The 2016 Summer Olympic Games are expected to attract about 500,000 visitors to Rio de Janeiro, Brasil. Yet, until this year’s Olympics, there has never been an infrastructure to monitor the impact of such a large-scale human event on the city’s genetic profile. As a part of a global consortium to monitor cities, we will pioneer the first-ever, city-scale collection and measure of the Olympics, dubbed the Olympiome. We will track the localization, transit, and persistence of these visitors’ metagenomes and determine where they colonize and change the local urban metagenome of the host city, including the presence and the fluctuations of medically relevant entities such as anti-microbial resistance markers (AMRs) and phages.

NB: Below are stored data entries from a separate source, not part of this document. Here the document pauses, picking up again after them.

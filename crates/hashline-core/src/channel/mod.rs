//! Channels: logical streams multiplexed over a line.
//!
//! A [`Channel`] is the application-facing handle; all of its methods
//! talk to a [`ChannelShared`] state block that the switch reactor also
//! feeds inbound packets into. Blocking semantics (send against a full
//! window, receive against an empty buffer) are implemented with a
//! mutex-protected engine plus two [`Notify`] wakers, so application
//! tasks never block the reactor.

mod reliable;
mod unreliable;

pub(crate) use reliable::ReliableState;
pub(crate) use unreliable::UnreliableState;

use crate::config::SwitchConfig;
use crate::error::{Error, Result};
use crate::hashname::Hashname;
use crate::packet::{Header, Packet};
use crate::switch::Command;
use std::sync::{Arc, Mutex, MutexGuard};
use std::time::Instant;
use tokio::sync::{Notify, mpsc, oneshot};

/// Delivery mode of a channel, fixed at creation.
#[derive(Debug, Clone, Copy, PartialEq, Eq)]
pub enum Reliability {
    /// Ordered, retransmitted, exactly-once delivery.
    Reliable,
    /// Datagram semantics: best effort, arrival order.
    Unreliable,
}

/// Channel lifecycle states.
#[derive(Debug, Clone, Copy, PartialEq, Eq)]
pub enum ChannelState {
    /// Both directions flowing.
    Open,
    /// We sent our end; still draining inbound.
    EndSent,
    /// Peer sent its end; we can still send.
    EndReceived,
    /// Both ends exchanged, channel complete.
    Ended,
    /// Terminated abnormally (peer error or line failure).
    Broken,
}

impl ChannelState {
    /// Whether moving to `next` is a legal transition.
    #[must_use]
    pub fn can_transition(self, next: ChannelState) -> bool {
        use ChannelState::{Broken, EndReceived, EndSent, Ended, Open};
        matches!(
            (self, next),
            (Open, EndSent | EndReceived | Broken)
                | (EndSent, Ended | Broken)
                | (EndReceived, Ended | Broken)
        )
    }

    /// Whether this state can never be left.
    #[must_use]
    pub fn is_terminal(self) -> bool {
        matches!(self, ChannelState::Ended | ChannelState::Broken)
    }

    /// Static name, for logs.
    #[must_use]
    pub fn name(self) -> &'static str {
        match self {
            ChannelState::Open => "open",
            ChannelState::EndSent => "end-sent",
            ChannelState::EndReceived => "end-received",
            ChannelState::Ended => "ended",
            ChannelState::Broken => "broken",
        }
    }
}

/// What the reactor should do about acking after an inbound packet.
#[derive(Debug, Default, Clone, Copy, PartialEq, Eq)]
pub(crate) enum AckAction {
    /// Nothing; an ack is already pending or not needed.
    #[default]
    None,
    /// Schedule a delayed dedicated ack.
    Delay,
    /// Send a dedicated ack immediately.
    Now,
}

/// Engine-level result of absorbing one inbound packet.
#[derive(Default)]
pub(crate) struct RcvOutcome {
    /// New in-order data became readable.
    pub delivered: bool,
    /// An ack freed send-window room.
    pub window_opened: bool,
    /// Packets to resend, with refreshed ack fields.
    pub retransmit: Vec<Packet>,
    /// Ack decision for this packet.
    pub ack: AckAction,
    /// Set when the packet was discarded, with the reason.
    pub dropped: Option<Error>,
}

/// Reactor-level result of [`ChannelShared::receive`].
#[derive(Default)]
pub(crate) struct Dispatch {
    pub retransmit: Vec<Packet>,
    pub ack: AckAction,
    /// Channel is protocol-complete and can leave the line's table.
    pub done: bool,
    pub dropped: Option<Error>,
}

pub(crate) enum Engine {
    Reliable(ReliableState),
    Unreliable(UnreliableState),
}

impl Engine {
    fn receive(&mut self, pkt: Packet, now: Instant) -> RcvOutcome {
        match self {
            Engine::Reliable(r) => r.receive(pkt, now),
            Engine::Unreliable(u) => u.receive(pkt),
        }
    }

    fn pop(&mut self) -> Option<Packet> {
        match self {
            Engine::Reliable(r) => r.pop(),
            Engine::Unreliable(u) => u.pop(),
        }
    }

    fn all_done(&self) -> bool {
        match self {
            Engine::Reliable(r) => r.all_done(),
            Engine::Unreliable(u) => u.all_done(),
        }
    }
}

pub(crate) struct ChannelInner {
    state: ChannelState,
    engine: Engine,
    peer_error: Option<String>,
    end_delivered: bool,
    type_sent: bool,
    deadline_hit: bool,
    deadline_gen: u64,
}

impl ChannelInner {
    /// Transition with table enforcement; invalid moves are ignored,
    /// which happens when both sides end simultaneously.
    fn transition(&mut self, next: ChannelState) {
        if self.state.can_transition(next) {
            self.state = next;
        }
    }

    fn force_break(&mut self) {
        if !self.state.is_terminal() {
            self.state = ChannelState::Broken;
        }
    }

    fn note_end_sent(&mut self) {
        match self.state {
            ChannelState::Open => self.transition(ChannelState::EndSent),
            ChannelState::EndReceived => self.transition(ChannelState::Ended),
            _ => {}
        }
    }

    fn note_end_received(&mut self) {
        match self.state {
            ChannelState::Open => self.transition(ChannelState::EndReceived),
            ChannelState::EndSent => self.transition(ChannelState::Ended),
            _ => {}
        }
    }
}

/// Receive-side reliability snapshot, for diagnostics.
#[derive(Debug, Clone, PartialEq, Eq)]
pub struct ChannelInspect {
    /// Highest in-order sequence received, if any.
    pub acked: Option<u32>,
    /// Sequences above `acked` not yet received.
    pub missing: Vec<u32>,
}

/// State shared between a [`Channel`] handle and the switch reactor.
pub(crate) struct ChannelShared {
    id: u32,
    typ: String,
    hashname: Hashname,
    reliability: Reliability,
    initiator: bool,
    inner: Mutex<ChannelInner>,
    readers: Notify,
    writers: Notify,
}

impl ChannelShared {
    pub(crate) fn new(
        id: u32,
        typ: String,
        hashname: Hashname,
        reliability: Reliability,
        initiator: bool,
        config: &SwitchConfig,
    ) -> Arc<Self> {
        let engine = match reliability {
            Reliability::Reliable => Engine::Reliable(ReliableState::new(config)),
            Reliability::Unreliable => Engine::Unreliable(UnreliableState::new(config)),
        };
        Arc::new(Self {
            id,
            typ,
            hashname,
            reliability,
            initiator,
            inner: Mutex::new(ChannelInner {
                state: ChannelState::Open,
                engine,
                peer_error: None,
                end_delivered: false,
                type_sent: false,
                deadline_hit: false,
                deadline_gen: 0,
            }),
            readers: Notify::new(),
            writers: Notify::new(),
        })
    }

    pub(crate) fn id(&self) -> u32 {
        self.id
    }

    fn lock(&self) -> MutexGuard<'_, ChannelInner> {
        self.inner.lock().unwrap_or_else(|e| e.into_inner())
    }

    /// Build the next outgoing packet if state and window allow.
    ///
    /// `body` is taken only on success, so callers can retry the same
    /// buffer after waiting on the writers waker.
    fn try_prepare(
        &self,
        body: &mut Option<Vec<u8>>,
        end: bool,
        err: Option<String>,
    ) -> Result<Option<Packet>> {
        let mut inner = self.lock();
        match inner.state {
            ChannelState::Broken => {
                return Err(match inner.peer_error.clone() {
                    Some(msg) => Error::PeerError(msg),
                    None => Error::BrokenChannel,
                });
            }
            ChannelState::EndSent | ChannelState::Ended => {
                return Err(Error::ChannelClosed);
            }
            ChannelState::Open | ChannelState::EndReceived => {}
        }

        let mut header = Header::channel(self.id);
        if self.initiator && !inner.type_sent {
            header.typ = Some(self.typ.clone());
        }
        header.end = end;

        if let Some(reason) = err {
            // Error packets skip the reliability engine entirely; they
            // are a last word, never retransmitted.
            header.err = Some(reason);
            inner.force_break();
            return Ok(Some(Packet::new(header, body.take().unwrap_or_default())));
        }

        let pkt = match &mut inner.engine {
            Engine::Reliable(r) => {
                if !r.can_send() {
                    return Ok(None);
                }
                r.send(header, body.take().unwrap_or_default())
            }
            Engine::Unreliable(u) => u.send(header, body.take().unwrap_or_default()),
        };
        inner.type_sent = true;
        if end {
            inner.note_end_sent();
        }
        Ok(Some(pkt))
    }

    /// Absorb an inbound channel packet; called by the reactor.
    pub(crate) fn receive(&self, pkt: Packet, now: Instant) -> Dispatch {
        let mut inner = self.lock();

        if let Some(msg) = pkt.header().and_then(|h| h.err.clone()) {
            tracing::debug!(
                channel = self.id,
                err = %msg,
                "channel failed by peer"
            );
            inner.peer_error = Some(msg);
            inner.force_break();
            drop(inner);
            self.wake_all();
            return Dispatch {
                done: true,
                ..Dispatch::default()
            };
        }

        let end = pkt.header().is_some_and(|h| h.end);
        let out = inner.engine.receive(pkt, now);
        if end && out.dropped.is_none() {
            inner.note_end_received();
        }
        let done = inner.engine.all_done() && inner.state.is_terminal();
        drop(inner);

        if out.delivered || done {
            self.readers.notify_one();
        }
        if out.window_opened {
            self.writers.notify_one();
        }
        Dispatch {
            retransmit: out.retransmit,
            ack: out.ack,
            done,
            dropped: out.dropped,
        }
    }

    /// Dedicated ack packet, if the receive side still owes one.
    pub(crate) fn take_ack(&self) -> Option<Packet> {
        let mut inner = self.lock();
        match &mut inner.engine {
            Engine::Reliable(r) => {
                if r.needs_ack() {
                    Some(r.build_ack(self.id))
                } else {
                    None
                }
            }
            Engine::Unreliable(_) => None,
        }
    }

    /// Mark the channel broken because the line underneath it died.
    pub(crate) fn break_now(&self) {
        let mut inner = self.lock();
        inner.force_break();
        drop(inner);
        self.wake_all();
    }

    fn wake_all(&self) {
        self.readers.notify_waiters();
        self.readers.notify_one();
        self.writers.notify_waiters();
        self.writers.notify_one();
    }
}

For this, the nine busiest metro stations of Rio are being sampled before, during (3 times a week), and after for those sites recovering DNA and RNA. The swabbing plan, which will also cover non-touristic areas, will cover most geographical areas of Rio and will be continued for another 3 months after the games. Each one of the 1364 samples will be sequenced for DNA and RNA (>5 million reads) using a shotgun strategy allowing the coverage of a huge diversity of virus, fungi and bacteria present in urban microbiomes (Afshinnekoo et al., 2015). In parallel we will also collect geolocated Aedes mosquitoes from 9 different sites (at least 30 female mosquitoes/point), which will be investigated by the same shotgun sequencing approach for DNA and RNA viruses (including dengue, Zika and Chikungunya). Data produced here will be evaluated in the context of microbiota of another >50 urban environments from all 6 main continents, which has the potential of tracing back the origin of some organisms.

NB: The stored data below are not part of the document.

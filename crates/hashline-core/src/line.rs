//! Lines: encrypted point-to-point sessions between two hashnames.
//!
//! A line is established by exchanging open packets (see
//! [`crate::handshake`]) and then carries channel packets wrapped in
//! outer `line` packets. The [`Line`] struct is the reactor's record of
//! one peer relationship; it owns the handshake halves, the traffic
//! keys and an explicit state machine.

use crate::error::{Error, Result};
use crate::handshake::{LocalHalf, RemoteHalf, derive_line_keys};
use crate::hashname::Hashname;
use crate::packet::{Header, Packet};
use hashline_crypto::{LINE_ID_SIZE, LineKeys, Nonce};
use rand_core::{CryptoRng, RngCore};
use std::net::SocketAddr;
use std::time::{Duration, Instant};

/// Packet type tag of outer line packets.
pub const LINE_TYPE: &str = "line";

/// Line lifecycle states.
#[derive(Debug, Clone, Copy, PartialEq, Eq)]
pub enum LineState {
    /// Created, no open packet sent yet.
    Pending,
    /// Our open is out, waiting for the peer's.
    Opening,
    /// Both opens exchanged, traffic keys derived.
    Opened,
    /// Torn down deliberately (idle or shutdown).
    Closed,
    /// Failed: open timed out or the attempt was abandoned.
    Broken,
}

impl LineState {
    /// Whether moving to `next` is a legal transition.
    #[must_use]
    pub fn can_transition(self, next: LineState) -> bool {
        use LineState::{Broken, Closed, Opened, Opening, Pending};
        matches!(
            (self, next),
            (Pending, Opening | Opened | Closed | Broken)
                | (Opening, Opened | Closed | Broken)
                // Opened to Opened covers a rekeying handshake.
                | (Opened, Opened | Closed | Broken)
        )
    }

    /// Whether this state can never be left.
    #[must_use]
    pub fn is_terminal(self) -> bool {
        matches!(self, LineState::Closed | LineState::Broken)
    }

    /// Static name, for errors and logs.
    #[must_use]
    pub fn name(self) -> &'static str {
        match self {
            LineState::Pending => "pending",
            LineState::Opening => "opening",
            LineState::Opened => "opened",
            LineState::Closed => "closed",
            LineState::Broken => "broken",
        }
    }
}

/// One peer relationship: handshake state, traffic keys and liveness.
pub struct Line {
    hashname: Hashname,
    state: LineState,
    /// Datagram address the peer was last seen at.
    pub addr: Option<SocketAddr>,
    /// Our half of the handshake, once an attempt started.
    pub local: Option<LocalHalf>,
    /// The peer's half, once its open was accepted.
    pub remote: Option<RemoteHalf>,
    keys: Option<LineKeys>,
    /// Timestamp of the last inbound packet on this line.
    pub last_activity: Instant,
    /// `at` of the newest accepted open, for replay suppression.
    pub accepted_at: Option<i64>,
}

impl Line {
    /// Fresh line record for `hashname`.
    #[must_use]
    pub fn new(hashname: Hashname) -> Self {
        Self {
            hashname,
            state: LineState::Pending,
            addr: None,
            local: None,
            remote: None,
            keys: None,
            last_activity: Instant::now(),
            accepted_at: None,
        }
    }

    /// The peer this line reaches.
    #[must_use]
    pub fn hashname(&self) -> Hashname {
        self.hashname
    }

    /// Current lifecycle state.
    #[must_use]
    pub fn state(&self) -> LineState {
        self.state
    }

    /// Whether traffic can flow.
    #[must_use]
    pub fn is_open(&self) -> bool {
        self.state == LineState::Opened
    }

    /// Move to `next`, enforcing the transition table.
    ///
    /// # Errors
    ///
    /// Returns [`Error::InvalidTransition`] for moves the table forbids.
    pub fn transition_to(&mut self, next: LineState) -> Result<()> {
        if !self.state.can_transition(next) {
            return Err(Error::InvalidTransition {
                from: self.state.name(),
                to: next.name(),
            });
        }
        tracing::debug!(
            line = %self.hashname.short(),
            from = self.state.name(),
            to = next.name(),
            "line state transition"
        );
        self.state = next;
        Ok(())
    }

    /// Accept the peer's verified handshake half and derive traffic keys.
    ///
    /// Requires a local half; the caller creates one first when acting
    /// as responder.
    ///
    /// # Errors
    ///
    /// Returns [`Error::BrokenLine`] without a local half, or
    /// [`Error::Crypto`] when key agreement degenerates.
    pub fn establish(&mut self, remote: RemoteHalf) -> Result<()> {
        let local = self.local.as_ref().ok_or(Error::BrokenLine)?;
        let keys = derive_line_keys(local, &remote)?;
        self.accepted_at = Some(remote.at);
        self.keys = Some(keys);
        self.remote = Some(remote);
        self.transition_to(LineState::Opened)
    }

    /// The token we generated; inbound line packets are routed by it.
    #[must_use]
    pub fn local_token(&self) -> Option<[u8; LINE_ID_SIZE]> {
        self.local.as_ref().map(|l| l.line_id)
    }

    /// Record inbound traffic for idle accounting.
    pub fn touch(&mut self) {
        self.last_activity = Instant::now();
    }

    /// Time since the last inbound packet.
    #[must_use]
    pub fn idle_for(&self) -> Duration {
        self.last_activity.elapsed()
    }

    /// Wrap a channel packet in an encrypted outer line packet.
    ///
    /// # Errors
    ///
    /// Returns [`Error::BrokenLine`] unless the line is opened.
    pub fn encrypt<R: RngCore + CryptoRng>(&self, rng: &mut R, inner: &Packet) -> Result<Packet> {
        let keys = self.keys.as_ref().ok_or(Error::BrokenLine)?;
        let remote = self.remote.as_ref().ok_or(Error::BrokenLine)?;

        let nonce = Nonce::generate(rng);
        let body = keys.encrypt.encrypt(&nonce, &inner.encode()?)?;
        let header = Header {
            line: Some(hex::encode(remote.line_id)),
            iv: Some(hex::encode(nonce.as_bytes())),
            ..Header::of_type(LINE_TYPE)
        };
        Ok(Packet::new(header, body))
    }

    /// Unwrap an outer line packet into the channel packet it carries.
    ///
    /// # Errors
    ///
    /// Returns [`Error::BrokenLine`] unless the line is opened,
    /// [`Error::InvalidPacket`] on framing problems and
    /// [`Error::Crypto`] when authentication fails.
    pub fn decrypt(&self, outer: &Packet) -> Result<Packet> {
        let keys = self.keys.as_ref().ok_or(Error::BrokenLine)?;
        let header = outer
            .header()
            .ok_or(Error::InvalidPacket("missing line header"))?;
        let iv = header.iv.as_ref().ok_or(Error::InvalidPacket("missing iv"))?;

        let mut nonce_bytes = [0u8; hashline_crypto::NONCE_SIZE];
        hex::decode_to_slice(iv, &mut nonce_bytes)
            .map_err(|_| Error::InvalidPacket("malformed iv"))?;

        let inner = keys
            .decrypt
            .decrypt(&Nonce::from_bytes(nonce_bytes), &outer.body)?;
        Packet::decode(&inner)
    }
}

#[cfg(test)]
mod tests {
    use super::*;
    use crate::handshake::{compose_open, decompose_open};
    use crate::identity::Identity;
    use rand_core::OsRng;

    fn open_pair() -> (Line, Line) {
        let alice = Identity::generate(&mut OsRng);
        let bob = Identity::generate(&mut OsRng);

        let mut a_line = Line::new(bob.hashname());
        let mut b_line = Line::new(alice.hashname());
        a_line.local = Some(LocalHalf::new(&mut OsRng, 1_000));
        b_line.local = Some(LocalHalf::new(&mut OsRng, 1_001));

        let a_open =
            compose_open(&mut OsRng, &alice, bob.keys(), a_line.local.as_ref().unwrap()).unwrap();
        let b_open =
            compose_open(&mut OsRng, &bob, alice.keys(), b_line.local.as_ref().unwrap()).unwrap();

        a_line.establish(decompose_open(&alice, &b_open).unwrap()).unwrap();
        b_line.establish(decompose_open(&bob, &a_open).unwrap()).unwrap();
        (a_line, b_line)
    }

    #[test]
    fn test_transition_table() {
        use LineState::*;
        assert!(Pending.can_transition(Opening));
        assert!(Pending.can_transition(Opened));
        assert!(Opening.can_transition(Opened));
        assert!(Opened.can_transition(Opened));
        assert!(Opened.can_transition(Closed));
        assert!(!Closed.can_transition(Opened));
        assert!(!Broken.can_transition(Opening));
        assert!(!Opened.can_transition(Pending));
        assert!(Closed.is_terminal());
        assert!(!Opened.is_terminal());
    }

    #[test]
    fn test_invalid_transition_rejected() {
        let mut line = Line::new(Hashname::from_bytes([1u8; 32]));
        line.transition_to(LineState::Closed).unwrap();
        assert!(matches!(
            line.transition_to(LineState::Opened).unwrap_err(),
            Error::InvalidTransition { .. }
        ));
    }

    #[test]
    fn test_line_packet_roundtrip() {
        let (a, b) = open_pair();
        let inner = Packet::new(Header::channel(5), b"payload".to_vec());

        let outer = a.encrypt(&mut OsRng, &inner).unwrap();
        assert_eq!(outer.header().unwrap().typ.as_deref(), Some(LINE_TYPE));
        // Routed by the token B generated.
        assert_eq!(
            outer.header().unwrap().line.as_deref(),
            Some(hex::encode(b.local_token().unwrap()).as_str())
        );

        let wire = outer.encode().unwrap();
        let back = b.decrypt(&Packet::decode(&wire).unwrap()).unwrap();
        assert_eq!(back, inner);
    }

    #[test]
    fn test_decrypt_rejects_foreign_traffic() {
        let (a, _) = open_pair();
        let (_, other_b) = open_pair();
        let inner = Packet::new(Header::channel(1), b"x".to_vec());

        let outer = a.encrypt(&mut OsRng, &inner).unwrap();
        assert!(other_b.decrypt(&outer).is_err());
    }

    #[test]
    fn test_unopened_line_cannot_carry_traffic() {
        let line = Line::new(Hashname::from_bytes([2u8; 32]));
        let inner = Packet::new(Header::channel(1), Vec::new());
        assert!(matches!(
            line.encrypt(&mut OsRng, &inner).unwrap_err(),
            Error::BrokenLine
        ));
    }
}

Whereas mass events have a role in spreading diseases around the globe, we believe that NGS-based surveillance approaches can be a powerful tool to detect the presence and emergence of microorganisms of potential health interest. The Zika flavirus, which was confined to some regions in the Pacific Ocean and Africa and caused no significant disease, is rapidly spreading. Of relevance, it is believed that it has arrived in Brazil during the 2014 World Cup that brought close 1-million visitors to the country. This project will be repeated during the 2020 Summer Olympic Games (Tokyo), and it could maybe be later used as a model for the surveillance of large cities and during other large-scale human events.